## Task directions
Where the string "usize" shows up in a line of the records, copy that line.

## Records for processing
•••••

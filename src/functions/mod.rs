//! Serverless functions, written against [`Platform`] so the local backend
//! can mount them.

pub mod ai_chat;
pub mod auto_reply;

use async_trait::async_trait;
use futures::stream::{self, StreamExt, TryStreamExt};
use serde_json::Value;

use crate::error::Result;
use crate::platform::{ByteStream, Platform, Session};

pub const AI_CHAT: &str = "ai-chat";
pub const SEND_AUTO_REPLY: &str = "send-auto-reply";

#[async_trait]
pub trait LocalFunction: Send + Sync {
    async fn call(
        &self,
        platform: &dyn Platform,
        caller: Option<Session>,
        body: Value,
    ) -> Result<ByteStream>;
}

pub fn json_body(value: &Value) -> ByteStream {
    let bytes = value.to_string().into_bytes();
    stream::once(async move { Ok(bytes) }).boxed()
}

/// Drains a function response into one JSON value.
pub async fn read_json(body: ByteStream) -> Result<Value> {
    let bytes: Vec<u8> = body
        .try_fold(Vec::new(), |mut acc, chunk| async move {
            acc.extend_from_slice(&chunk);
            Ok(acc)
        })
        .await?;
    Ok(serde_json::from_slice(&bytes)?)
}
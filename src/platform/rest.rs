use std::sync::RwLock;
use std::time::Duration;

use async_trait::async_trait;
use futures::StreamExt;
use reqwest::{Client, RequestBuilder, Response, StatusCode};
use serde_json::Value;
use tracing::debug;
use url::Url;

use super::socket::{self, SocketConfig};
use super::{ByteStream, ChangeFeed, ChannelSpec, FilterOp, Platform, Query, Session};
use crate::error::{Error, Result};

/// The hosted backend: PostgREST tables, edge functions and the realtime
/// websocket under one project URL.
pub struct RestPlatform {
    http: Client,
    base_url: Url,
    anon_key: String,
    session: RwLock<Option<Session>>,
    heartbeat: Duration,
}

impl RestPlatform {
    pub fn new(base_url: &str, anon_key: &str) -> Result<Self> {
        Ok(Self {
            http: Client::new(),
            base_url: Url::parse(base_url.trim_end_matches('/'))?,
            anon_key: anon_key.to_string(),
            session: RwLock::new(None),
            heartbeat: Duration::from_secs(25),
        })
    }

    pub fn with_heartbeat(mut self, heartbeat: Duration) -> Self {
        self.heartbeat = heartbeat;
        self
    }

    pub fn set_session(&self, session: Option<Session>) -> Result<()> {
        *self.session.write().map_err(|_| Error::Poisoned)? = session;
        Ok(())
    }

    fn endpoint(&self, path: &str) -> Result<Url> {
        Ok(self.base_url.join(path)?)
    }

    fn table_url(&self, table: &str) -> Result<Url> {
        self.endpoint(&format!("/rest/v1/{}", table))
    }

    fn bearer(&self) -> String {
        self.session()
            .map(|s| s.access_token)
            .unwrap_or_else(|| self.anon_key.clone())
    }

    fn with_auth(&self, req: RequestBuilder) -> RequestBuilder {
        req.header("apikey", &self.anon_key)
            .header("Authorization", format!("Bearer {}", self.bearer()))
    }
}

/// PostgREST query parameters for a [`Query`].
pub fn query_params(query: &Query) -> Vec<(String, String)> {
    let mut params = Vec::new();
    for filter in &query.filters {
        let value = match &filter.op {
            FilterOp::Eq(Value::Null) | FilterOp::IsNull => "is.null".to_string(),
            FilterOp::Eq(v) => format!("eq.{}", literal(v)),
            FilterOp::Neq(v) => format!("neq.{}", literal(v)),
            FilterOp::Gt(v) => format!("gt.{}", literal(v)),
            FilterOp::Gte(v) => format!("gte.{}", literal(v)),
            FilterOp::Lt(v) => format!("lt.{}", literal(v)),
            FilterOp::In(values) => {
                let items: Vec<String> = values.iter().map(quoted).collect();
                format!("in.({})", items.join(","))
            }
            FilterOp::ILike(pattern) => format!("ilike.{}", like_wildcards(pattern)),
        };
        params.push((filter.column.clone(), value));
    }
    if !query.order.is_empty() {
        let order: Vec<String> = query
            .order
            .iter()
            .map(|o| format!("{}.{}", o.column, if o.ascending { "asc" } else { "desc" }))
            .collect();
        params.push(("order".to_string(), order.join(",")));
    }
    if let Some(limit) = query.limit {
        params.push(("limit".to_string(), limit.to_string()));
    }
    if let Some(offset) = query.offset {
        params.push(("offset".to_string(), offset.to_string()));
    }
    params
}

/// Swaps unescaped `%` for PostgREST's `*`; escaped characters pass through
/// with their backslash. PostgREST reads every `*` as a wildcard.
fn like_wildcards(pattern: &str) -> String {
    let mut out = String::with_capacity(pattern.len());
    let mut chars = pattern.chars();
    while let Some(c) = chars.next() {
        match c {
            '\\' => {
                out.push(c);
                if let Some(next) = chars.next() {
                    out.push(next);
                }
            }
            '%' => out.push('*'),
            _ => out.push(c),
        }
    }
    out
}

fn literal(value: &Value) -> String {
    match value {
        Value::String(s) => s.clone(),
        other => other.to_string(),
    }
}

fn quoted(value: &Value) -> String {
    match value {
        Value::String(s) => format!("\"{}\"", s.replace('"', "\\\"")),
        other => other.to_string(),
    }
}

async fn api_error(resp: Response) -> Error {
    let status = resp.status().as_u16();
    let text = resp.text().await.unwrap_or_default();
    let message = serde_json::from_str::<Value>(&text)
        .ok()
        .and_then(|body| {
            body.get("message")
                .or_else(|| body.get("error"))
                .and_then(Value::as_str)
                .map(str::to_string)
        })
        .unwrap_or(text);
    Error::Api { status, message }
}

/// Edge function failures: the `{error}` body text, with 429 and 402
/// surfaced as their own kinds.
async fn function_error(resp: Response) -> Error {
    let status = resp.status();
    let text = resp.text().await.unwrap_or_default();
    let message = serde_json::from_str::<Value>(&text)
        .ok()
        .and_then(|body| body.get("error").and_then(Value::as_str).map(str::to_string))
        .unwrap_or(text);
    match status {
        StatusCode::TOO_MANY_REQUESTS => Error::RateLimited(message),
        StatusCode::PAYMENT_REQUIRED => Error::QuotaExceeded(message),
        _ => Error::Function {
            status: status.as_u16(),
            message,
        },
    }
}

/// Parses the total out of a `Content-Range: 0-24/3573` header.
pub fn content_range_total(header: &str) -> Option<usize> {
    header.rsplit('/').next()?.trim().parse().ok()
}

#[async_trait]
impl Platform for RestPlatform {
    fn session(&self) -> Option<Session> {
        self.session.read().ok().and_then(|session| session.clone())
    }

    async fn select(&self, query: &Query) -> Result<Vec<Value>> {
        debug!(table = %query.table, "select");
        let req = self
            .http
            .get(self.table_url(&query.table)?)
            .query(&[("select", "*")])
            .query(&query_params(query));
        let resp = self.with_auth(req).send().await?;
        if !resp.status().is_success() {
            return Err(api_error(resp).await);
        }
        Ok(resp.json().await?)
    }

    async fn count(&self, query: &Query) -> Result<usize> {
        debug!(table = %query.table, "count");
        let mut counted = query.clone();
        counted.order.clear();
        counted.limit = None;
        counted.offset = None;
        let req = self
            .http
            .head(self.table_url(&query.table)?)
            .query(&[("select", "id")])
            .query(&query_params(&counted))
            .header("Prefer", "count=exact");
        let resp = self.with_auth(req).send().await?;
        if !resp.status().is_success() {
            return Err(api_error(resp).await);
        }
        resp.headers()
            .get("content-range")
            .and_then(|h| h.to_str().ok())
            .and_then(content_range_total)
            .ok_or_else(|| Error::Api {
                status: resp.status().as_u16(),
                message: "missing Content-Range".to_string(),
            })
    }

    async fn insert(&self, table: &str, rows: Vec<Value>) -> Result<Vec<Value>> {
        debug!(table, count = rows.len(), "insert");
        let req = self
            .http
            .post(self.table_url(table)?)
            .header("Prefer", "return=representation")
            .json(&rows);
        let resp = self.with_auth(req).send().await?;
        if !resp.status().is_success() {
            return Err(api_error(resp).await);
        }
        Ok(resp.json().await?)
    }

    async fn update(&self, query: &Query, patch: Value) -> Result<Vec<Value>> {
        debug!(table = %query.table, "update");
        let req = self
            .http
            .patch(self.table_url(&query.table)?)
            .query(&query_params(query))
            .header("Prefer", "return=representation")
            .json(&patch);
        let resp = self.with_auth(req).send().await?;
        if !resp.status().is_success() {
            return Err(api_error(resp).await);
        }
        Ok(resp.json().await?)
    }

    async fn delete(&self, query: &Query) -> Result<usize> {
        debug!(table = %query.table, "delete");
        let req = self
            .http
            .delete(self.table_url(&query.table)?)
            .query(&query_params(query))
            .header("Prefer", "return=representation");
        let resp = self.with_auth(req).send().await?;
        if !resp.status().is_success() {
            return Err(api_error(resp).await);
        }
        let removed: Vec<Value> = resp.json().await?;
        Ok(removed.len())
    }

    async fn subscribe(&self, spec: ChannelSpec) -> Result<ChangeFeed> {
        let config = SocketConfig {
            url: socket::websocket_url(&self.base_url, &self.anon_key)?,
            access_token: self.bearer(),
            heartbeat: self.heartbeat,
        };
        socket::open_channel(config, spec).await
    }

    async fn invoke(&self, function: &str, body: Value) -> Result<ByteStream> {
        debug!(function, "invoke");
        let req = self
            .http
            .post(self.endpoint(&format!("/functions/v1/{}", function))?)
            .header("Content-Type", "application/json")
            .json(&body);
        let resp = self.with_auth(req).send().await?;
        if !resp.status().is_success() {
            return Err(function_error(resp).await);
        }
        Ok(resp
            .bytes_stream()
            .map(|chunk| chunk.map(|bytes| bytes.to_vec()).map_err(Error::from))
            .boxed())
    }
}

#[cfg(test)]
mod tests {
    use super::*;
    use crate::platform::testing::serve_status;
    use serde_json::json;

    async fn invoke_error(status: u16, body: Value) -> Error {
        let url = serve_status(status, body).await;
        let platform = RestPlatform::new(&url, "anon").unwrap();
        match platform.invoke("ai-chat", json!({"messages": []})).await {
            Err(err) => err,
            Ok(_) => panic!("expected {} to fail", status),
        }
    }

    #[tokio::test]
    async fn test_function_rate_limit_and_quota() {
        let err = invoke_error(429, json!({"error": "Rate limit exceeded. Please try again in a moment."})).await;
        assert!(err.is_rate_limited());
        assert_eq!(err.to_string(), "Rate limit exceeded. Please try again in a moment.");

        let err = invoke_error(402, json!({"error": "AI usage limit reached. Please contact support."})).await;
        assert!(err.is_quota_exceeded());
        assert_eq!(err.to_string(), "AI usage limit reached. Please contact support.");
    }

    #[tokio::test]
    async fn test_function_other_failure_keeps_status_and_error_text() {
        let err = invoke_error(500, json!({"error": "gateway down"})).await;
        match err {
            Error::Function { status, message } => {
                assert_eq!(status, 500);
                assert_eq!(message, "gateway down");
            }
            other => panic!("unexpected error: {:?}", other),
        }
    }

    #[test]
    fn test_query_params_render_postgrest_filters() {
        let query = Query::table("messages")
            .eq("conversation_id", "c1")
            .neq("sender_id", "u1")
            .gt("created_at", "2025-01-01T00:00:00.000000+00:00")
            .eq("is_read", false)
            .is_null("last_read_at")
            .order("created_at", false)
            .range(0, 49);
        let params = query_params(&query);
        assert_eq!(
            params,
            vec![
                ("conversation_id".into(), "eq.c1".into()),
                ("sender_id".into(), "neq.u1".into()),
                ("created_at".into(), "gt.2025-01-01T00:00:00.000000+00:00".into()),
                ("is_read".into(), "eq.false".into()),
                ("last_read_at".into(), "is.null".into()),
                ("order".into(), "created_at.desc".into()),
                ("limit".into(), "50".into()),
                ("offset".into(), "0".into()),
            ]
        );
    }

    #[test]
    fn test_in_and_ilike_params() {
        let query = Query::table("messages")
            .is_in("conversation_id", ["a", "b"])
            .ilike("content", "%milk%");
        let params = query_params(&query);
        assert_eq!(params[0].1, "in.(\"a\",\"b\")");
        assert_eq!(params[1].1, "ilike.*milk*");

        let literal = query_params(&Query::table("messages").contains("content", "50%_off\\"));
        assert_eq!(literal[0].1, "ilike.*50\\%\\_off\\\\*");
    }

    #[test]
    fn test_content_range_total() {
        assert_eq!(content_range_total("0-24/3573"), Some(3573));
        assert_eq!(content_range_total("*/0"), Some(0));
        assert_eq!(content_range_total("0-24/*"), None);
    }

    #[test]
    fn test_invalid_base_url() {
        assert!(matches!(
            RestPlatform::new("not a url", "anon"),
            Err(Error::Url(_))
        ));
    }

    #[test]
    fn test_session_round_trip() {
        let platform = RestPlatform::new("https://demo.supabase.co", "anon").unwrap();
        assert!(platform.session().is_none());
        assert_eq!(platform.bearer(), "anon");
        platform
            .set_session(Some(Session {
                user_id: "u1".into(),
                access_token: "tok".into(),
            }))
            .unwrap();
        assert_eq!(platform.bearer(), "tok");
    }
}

•••••

## Answer for this exercise
pub fn content_range_total(header: &str) -> Option<usize> {
    async fn count(&self, query: &Query) -> Result<usize> {
    async fn delete(&self, query: &Query) -> Result<usize> {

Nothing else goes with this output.